Coal seam methane
The Liverpool Plains and Ranges are also being explored by Santos Ltd for coal seam gas (CSG, or CBM, coal bed methane gas – see below). Often referred to (by gas companies) as a more environmentally-friendly fuel extraction than coal mining, CSG extraction nevertheless is not without considerable risks to water supplies and the environment.
A Santos Project in East Java, Indonesia has been declared a disaster zone after an exploration well could not be contained in 2006. The well spews out 40 Olympic-sized swimming pools worth of hot, volcanic mud every day and has already displaced 50,000 people, submerged homes, factories and schools. The question has to be asked: what guarantees of environmental safety were these poor people given during exploration and what are these guarantees worth now?
Santos were made aware of the potentially unstable Hunter Mooki Fault System here at the recent community meeting at Blackville. We don’t want an unnatural disaster here in the Liverpool Plains!
CSG extraction also requires the dewatering of the aquifers contained with the gas which means these deep bores (>800m) will be puncturing through our good water supplies and the prospect of contamination between supplies is real. Just like for coal.
Water found with CSG is always highly saline and has the potential to contain heavy metals, sorbed on the surface or compounded within the fine suspended particulate matter, yet another environmental hazard. CSG water has to be ponded, trucked out, or forced back into the ground under pressure. The sheer volume of this ‘waste water’ is a huge concern as is the potential for ‘good water’ to migrate towards the coal seam voids and depletion of quality water aquifer pressures due to unloading changes caused by water and gas extraction. Heavy machine-based fracturing of the coal seam to get the gas to flow can also lead to unpredictable venting of CSG which readily poisons the soil and water supplies above, yet another potential hazard with this ‘cleaner’ fuel.
As the General Manager of Sydney Gas (drilling in picturesque Wollombi) said “I’m not going to say there’s a zero chance of water contamination”. Same old mining story. A fuller description of CSG hazards by independent consultants is available here.
Be sure to check out the Caroona Coal Action Group by following this link here: http://www.ccag.org.au/index.php?option=com_content&task=view&id=95&Itemid=89
Read the report: COAL BED METHANE HAZARDS IN NEW SOUTH WALES,
by C. M. ATKINSON, January 2005.
or click here for the latest report from Caroona Coal Action Group on CSG
Coal bed methane gas (CBM, or coal seam methane)
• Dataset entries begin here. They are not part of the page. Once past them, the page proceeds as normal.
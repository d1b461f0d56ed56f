use clap::Parser;
use kiln_cli::{
    cli::{Cli, Command},
    commands, error, logger,
};

#[tokio::main]
async fn main() -> miette::Result<()> {
    let args = Cli::parse();

    logger::init_logger(args.verbose, args.quiet, args.no_color);

    let result = match args.command {
        Command::Build(build_args) => commands::build::execute(build_args, args.quiet).await,
    };

    result.map_err(error::cli_error_to_miette)
}
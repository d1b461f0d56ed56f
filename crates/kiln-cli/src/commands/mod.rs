//! Command implementations.

pub mod build;
//! Output classification.
//!
//! Splits the bundler's flat output list into entry outputs, which map back to
//! one input entry each, and additional files (chunks, maps), and moves every
//! path from the private bundler directory to its publish location.

use std::ffi::OsString;
use std::path::{Component, Path, PathBuf};

use rustc_hash::FxHashMap;

use crate::bundler::OutputFile;
use crate::lca::lowest_common_ancestor_directory;
use crate::options::SourceMapMode;
use crate::resource::MediaType;
use crate::{Error, Result};

/// An entry point as handed to the bundler.
#[derive(Debug, Clone, PartialEq, Eq)]
pub enum ResolvedEntry {
    /// A file in the asset tree.
    File { import: String, filename: PathBuf },
    /// The in-memory contents of a single input resource.
    Stdin { name: String },
}

impl ResolvedEntry {
    /// The logical path the entry was requested as.
    pub fn import(&self) -> &str {
        match self {
            ResolvedEntry::File { import, .. } => import,
            ResolvedEntry::Stdin { name } => name,
        }
    }
}

/// A bundler output matched to an input entry.
#[derive(Debug, Clone, PartialEq, Eq)]
pub struct EntryOutput {
    /// Index of the entry in the build's entry list.
    pub entry: usize,
    pub path: String,
    pub media_type: MediaType,
    pub contents: Vec<u8>,
}

/// A bundler output not tied to an entry, published as-is.
#[derive(Debug, Clone, PartialEq, Eq)]
pub struct AdditionalFile {
    pub path: String,
    pub contents: Vec<u8>,
}

/// Where a build's outputs come from and where they go.
#[derive(Debug, Clone)]
pub struct OutputLayout<'a> {
    /// The bundler's private output directory.
    pub out_dir: &'a Path,
    /// Logical directory outputs are published under.
    pub publish_dir: &'a str,
    /// Publish path of the first entry's script.
    pub primary_path: &'a str,
    /// Whether several resources were bundled together.
    pub multiple: bool,
    pub source_map: SourceMapMode,
}

/// Result of classifying one build's outputs.
#[derive(Debug, Default)]
pub struct Classified {
    /// Entry outputs ordered by entry, scripts before stylesheets.
    pub entries: Vec<EntryOutput>,
    pub additional: Vec<AdditionalFile>,
    /// Contents of the primary output's external source map.
    pub primary_map: Option<Vec<u8>>,
}

/// Path, without extension, the bundler writes an entry's output to.
///
/// This is the one place that encodes the bundler's output naming: entries are
/// laid out relative to the lowest common ancestor of all entry files, and the
/// in-memory entry is written as `stdin`.
pub fn expected_output_stem(entry: &ResolvedEntry, out_base: &str, out_dir: &Path) -> PathBuf {
    match entry {
        ResolvedEntry::Stdin { .. } => out_dir.join("stdin"),
        ResolvedEntry::File { filename, .. } => {
            let full = filename.to_string_lossy();
            let relative = full
                .strip_prefix(out_base)
                .unwrap_or(&full)
                .trim_start_matches(['/', '\\']);
            out_dir.join(Path::new(relative).with_extension(""))
        }
    }
}

fn with_suffix(path: &Path, suffix: &str) -> PathBuf {
    let mut s = OsString::from(path.as_os_str());
    s.push(suffix);
    PathBuf::from(s)
}

/// Joins logical path segments with `/`, skipping empty ones.
pub(crate) fn join_logical(dir: &str, rel: &str) -> String {
    let dir = dir.trim_end_matches('/');
    if dir.is_empty() {
        rel.to_string()
    } else {
        format!("{dir}/{rel}")
    }
}

fn publish_path(raw: &Path, layout: &OutputLayout<'_>) -> String {
    let relative = raw
        .strip_prefix(layout.out_dir)
        .unwrap_or_else(|_| Path::new(raw.file_name().unwrap_or_default()));
    let rel = relative
        .components()
        .filter_map(|c| match c {
            Component::Normal(part) => Some(part.to_string_lossy()),
            _ => None,
        })
        .collect::<Vec<_>>()
        .join("/");
    join_logical(layout.publish_dir, &rel)
}

/// Classifies the bundler outputs of a build over `entries`.
pub fn classify(
    entries: &[ResolvedEntry],
    outputs: Vec<OutputFile>,
    layout: &OutputLayout<'_>,
) -> Result<Classified> {
    let Some(first) = entries.first() else {
        return Err(Error::NoResources);
    };

    let files: Vec<String> = entries
        .iter()
        .filter_map(|e| match e {
            ResolvedEntry::File { filename, .. } => Some(filename.to_string_lossy().into_owned()),
            ResolvedEntry::Stdin { .. } => None,
        })
        .collect();
    let out_base = lowest_common_ancestor_directory(&files);

    let mut expected: FxHashMap<PathBuf, usize> = FxHashMap::default();
    for (index, entry) in entries.iter().enumerate() {
        let stem = expected_output_stem(entry, &out_base, layout.out_dir);
        expected.entry(with_suffix(&stem, ".js")).or_insert(index);
        if layout.multiple {
            expected.entry(with_suffix(&stem, ".css")).or_insert(index);
        }
    }

    let primary_raw = with_suffix(&expected_output_stem(first, &out_base, layout.out_dir), ".js");
    let primary_map_raw = with_suffix(&primary_raw, ".map");

    let mut classified = Classified::default();
    for output in outputs {
        if output.path == primary_map_raw && layout.source_map.publishes_map_file() {
            classified.primary_map = Some(output.contents);
            continue;
        }

        let Some(&entry) = expected.get(&output.path) else {
            classified.additional.push(AdditionalFile {
                path: publish_path(&output.path, layout),
                contents: output.contents,
            });
            continue;
        };

        let raw = output.path.to_string_lossy();
        let media_type = MediaType::for_entry_output(&raw)
            .ok_or_else(|| Error::UnexpectedOutput(raw.to_string()))?;
        let path = if output.path == primary_raw {
            layout.primary_path.to_string()
        } else {
            publish_path(&output.path, layout)
        };
        classified.entries.push(EntryOutput {
            entry,
            path,
            media_type,
            contents: output.contents,
        });
    }

    if !classified
        .entries
        .iter()
        .any(|e| e.entry == 0 && e.path == layout.primary_path)
    {
        return Err(Error::MissingOutput {
            entry: first.import().to_string(),
        });
    }

    classified
        .entries
        .sort_by_key(|e| (e.entry, e.media_type != MediaType::JavaScript));

    tracing::debug!(
        entries = classified.entries.len(),
        additional = classified.additional.len(),
        out_base = %out_base,
        "classified bundler output"
    );

    Ok(classified)
}
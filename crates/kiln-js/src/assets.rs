//! Asset tree abstraction.
//!
//! The asset tree is the virtual, layered filesystem logical import paths are
//! resolved against. Logical paths are slash-separated and relative to the
//! asset root. Implementations also accept absolute paths of real files that
//! live under one of their roots, which is how bundler diagnostics refer to
//! sources.

use std::collections::BTreeMap;
use std::fmt::Debug;
use std::io;
use std::path::{Component, Path, PathBuf};

use path_clean::PathClean;

/// Metadata for an entry in the asset tree.
#[derive(Debug, Clone, PartialEq, Eq)]
pub struct FileMeta {
    /// Logical path relative to the asset root.
    pub name: String,
    /// Absolute path of the underlying file.
    pub filename: PathBuf,
    pub is_dir: bool,
}

/// Read access to the site's asset tree.
pub trait AssetFs: Send + Sync + Debug {
    /// Looks up a logical path (or an absolute path under one of the roots).
    fn stat(&self, path: &str) -> Option<FileMeta>;

    /// Reads the contents of a file returned by [`AssetFs::stat`].
    fn read(&self, meta: &FileMeta) -> io::Result<Vec<u8>>;
}

/// Normalizes a logical path: forward slashes, no `.` segments, no leading
/// `./` or `/`. Returns `None` for paths that climb out of the root.
pub fn normalize_logical(path: &str) -> Option<String> {
    let slashed = path.replace('\\', "/");
    let cleaned = PathBuf::from(slashed.trim_start_matches('/')).clean();
    if cleaned
        .components()
        .any(|c| matches!(c, Component::ParentDir))
    {
        return None;
    }
    let joined = cleaned
        .components()
        .filter_map(|c| match c {
            Component::Normal(part) => part.to_str(),
            _ => None,
        })
        .collect::<Vec<_>>()
        .join("/");
    Some(joined)
}

fn to_slash(path: &Path) -> String {
    path.components()
        .filter_map(|c| match c {
            Component::Normal(part) => part.to_str(),
            _ => None,
        })
        .collect::<Vec<_>>()
        .join("/")
}

/// Asset tree backed by one or more directories on disk.
///
/// Roots are layered: the first root containing a path wins.
#[derive(Debug, Clone)]
pub struct OsAssetFs {
    roots: Vec<PathBuf>,
}

impl OsAssetFs {
    pub fn new(root: impl Into<PathBuf>) -> Self {
        Self {
            roots: vec![root.into()],
        }
    }

    pub fn layered(roots: impl IntoIterator<Item = impl Into<PathBuf>>) -> Self {
        Self {
            roots: roots.into_iter().map(Into::into).collect(),
        }
    }

    pub fn roots(&self) -> &[PathBuf] {
        &self.roots
    }

    fn meta_for(root: &Path, filename: PathBuf) -> Option<FileMeta> {
        let metadata = std::fs::metadata(&filename).ok()?;
        let name = to_slash(filename.strip_prefix(root).ok()?);
        Some(FileMeta {
            name,
            filename,
            is_dir: metadata.is_dir(),
        })
    }
}

impl AssetFs for OsAssetFs {
    fn stat(&self, path: &str) -> Option<FileMeta> {
        let as_path = Path::new(path);
        if as_path.is_absolute() {
            let filename = as_path.to_path_buf().clean();
            return self
                .roots
                .iter()
                .filter(|root| filename.starts_with(root))
                .find_map(|root| Self::meta_for(root, filename.clone()));
        }

        let logical = normalize_logical(path)?;
        self.roots
            .iter()
            .find_map(|root| Self::meta_for(root, root.join(&logical)))
    }

    fn read(&self, meta: &FileMeta) -> io::Result<Vec<u8>> {
        std::fs::read(&meta.filename)
    }
}

/// In-memory asset tree rooted at a virtual absolute directory.
#[derive(Debug, Clone, Default)]
pub struct MemoryAssetFs {
    root: PathBuf,
    files: BTreeMap<String, Vec<u8>>,
}

impl MemoryAssetFs {
    pub fn new(root: impl Into<PathBuf>) -> Self {
        Self {
            root: root.into(),
            files: BTreeMap::new(),
        }
    }

    /// Adds a file. Paths that cannot be normalized are ignored.
    pub fn with_file(mut self, name: &str, content: impl Into<Vec<u8>>) -> Self {
        self.insert(name, content);
        self
    }

    pub fn insert(&mut self, name: &str, content: impl Into<Vec<u8>>) {
        if let Some(name) = normalize_logical(name) {
            self.files.insert(name, content.into());
        }
    }

    pub fn root(&self) -> &Path {
        &self.root
    }

    fn logical(&self, path: &str) -> Option<String> {
        let as_path = Path::new(path);
        if as_path.is_absolute() {
            let rel = as_path.strip_prefix(&self.root).ok()?;
            return normalize_logical(&to_slash(rel));
        }
        normalize_logical(path)
    }
}

impl AssetFs for MemoryAssetFs {
    fn stat(&self, path: &str) -> Option<FileMeta> {
        let name = self.logical(path)?;
        let filename = self.root.join(&name);
        if self.files.contains_key(&name) {
            return Some(FileMeta {
                name,
                filename,
                is_dir: false,
            });
        }
        let prefix = if name.is_empty() {
            String::new()
        } else {
            format!("{name}/")
        };
        self.files
            .keys()
            .any(|key| key.starts_with(&prefix))
            .then_some(FileMeta {
                name,
                filename,
                is_dir: true,
            })
    }

    fn read(&self, meta: &FileMeta) -> io::Result<Vec<u8>> {
        self.files.get(&meta.name).cloned().ok_or_else(|| {
            io::Error::new(
                io::ErrorKind::NotFound,
                format!("{} is not a file in the asset tree", meta.name),
            )
        })
    }
}

#[cfg(test)]
mod tests {
    use super::*;
    use tempfile::TempDir;

    #[test]
    fn test_normalize_logical() {
        assert_eq!(normalize_logical("./js/main.js").as_deref(), Some("js/main.js"));
        assert_eq!(normalize_logical("js//a/../b.js").as_deref(), Some("js/b.js"));
        assert_eq!(normalize_logical("js\\win.js").as_deref(), Some("js/win.js"));
        assert_eq!(normalize_logical("../escape.js"), None);
    }

    #[test]
    fn test_memory_stat_files_and_dirs() {
        let fs = MemoryAssetFs::new("/site/assets")
            .with_file("js/foo.js", "a")
            .with_file("js/foo/index.js", "b");

        let file = fs.stat("js/foo.js").unwrap();
        assert!(!file.is_dir);
        assert_eq!(file.filename, PathBuf::from("/site/assets/js/foo.js"));

        let dir = fs.stat("js/foo").unwrap();
        assert!(dir.is_dir);
        assert!(fs.stat("js/bar").is_none());
    }

    #[test]
    fn test_memory_stat_accepts_absolute_paths_under_root() {
        let fs = MemoryAssetFs::new("/site/assets").with_file("js/foo.js", "a");
        let meta = fs.stat("/site/assets/js/foo.js").unwrap();
        assert_eq!(meta.name, "js/foo.js");
        assert!(fs.stat("/elsewhere/js/foo.js").is_none());
    }

    #[test]
    fn test_memory_read_directory_fails() {
        let fs = MemoryAssetFs::new("/a").with_file("js/x.js", "x");
        let dir = fs.stat("js").unwrap();
        assert_eq!(fs.read(&dir).unwrap_err().kind(), io::ErrorKind::NotFound);
    }

    #[test]
    fn test_os_layered_first_root_wins() {
        let theme = TempDir::new().unwrap();
        let site = TempDir::new().unwrap();
        std::fs::create_dir_all(site.path().join("js")).unwrap();
        std::fs::create_dir_all(theme.path().join("js")).unwrap();
        std::fs::write(site.path().join("js/main.js"), "site").unwrap();
        std::fs::write(theme.path().join("js/main.js"), "theme").unwrap();
        std::fs::write(theme.path().join("js/only-theme.js"), "theme-only").unwrap();

        let fs = OsAssetFs::layered([site.path(), theme.path()]);

        let main = fs.stat("js/main.js").unwrap();
        assert_eq!(fs.read(&main).unwrap(), b"site");
        assert_eq!(main.name, "js/main.js");

        let fallback = fs.stat("js/only-theme.js").unwrap();
        assert_eq!(fs.read(&fallback).unwrap(), b"theme-only");
        assert!(fs.stat("js").unwrap().is_dir);
    }

    #[test]
    fn test_os_stat_absolute() {
        let root = TempDir::new().unwrap();
        std::fs::write(root.path().join("a.js"), "x").unwrap();
        let fs = OsAssetFs::new(root.path());

        let abs = root.path().join("a.js");
        let meta = fs.stat(abs.to_str().unwrap()).unwrap();
        assert_eq!(meta.name, "a.js");
        assert!(fs.stat("/definitely/not/under/root.js").is_none());
    }
}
“Coal seam gas refers to methane sorbed into the solid matrix of the coal. The presence of this gas is well known from its occurrence in underground coal mining, where it presents a serious safety risk. Coal bed methane is distinct from a typical sandstone or other conventional gas reservoir, as the methane is stored within the coal by a process called adsorption. The methane is in a near-liquid state, lining the inside of pores within the coal (called the matrix). The open fractures in the coal (called the cleats) can also contain free gas or can be saturated with water.” 
This coal gas can be extracted by various drilling techniques and used as the natural petroleum gas.
For more information and a comprehensive description, click here to go to Hunter Gas Action group. http://www.huntergasactiongroup.com.au/hgcbm.html
 Adsorption is a process that occurs when a gas or liquid solute accumulates on the surface of a solid or a liquid (adsorbent), forming a film of molecules or atoms (‘the adsorbate’). It is different from absorbtion, in which a substance diffuses into a liquid or solid to form a solution. The term sorption encompasses both processes.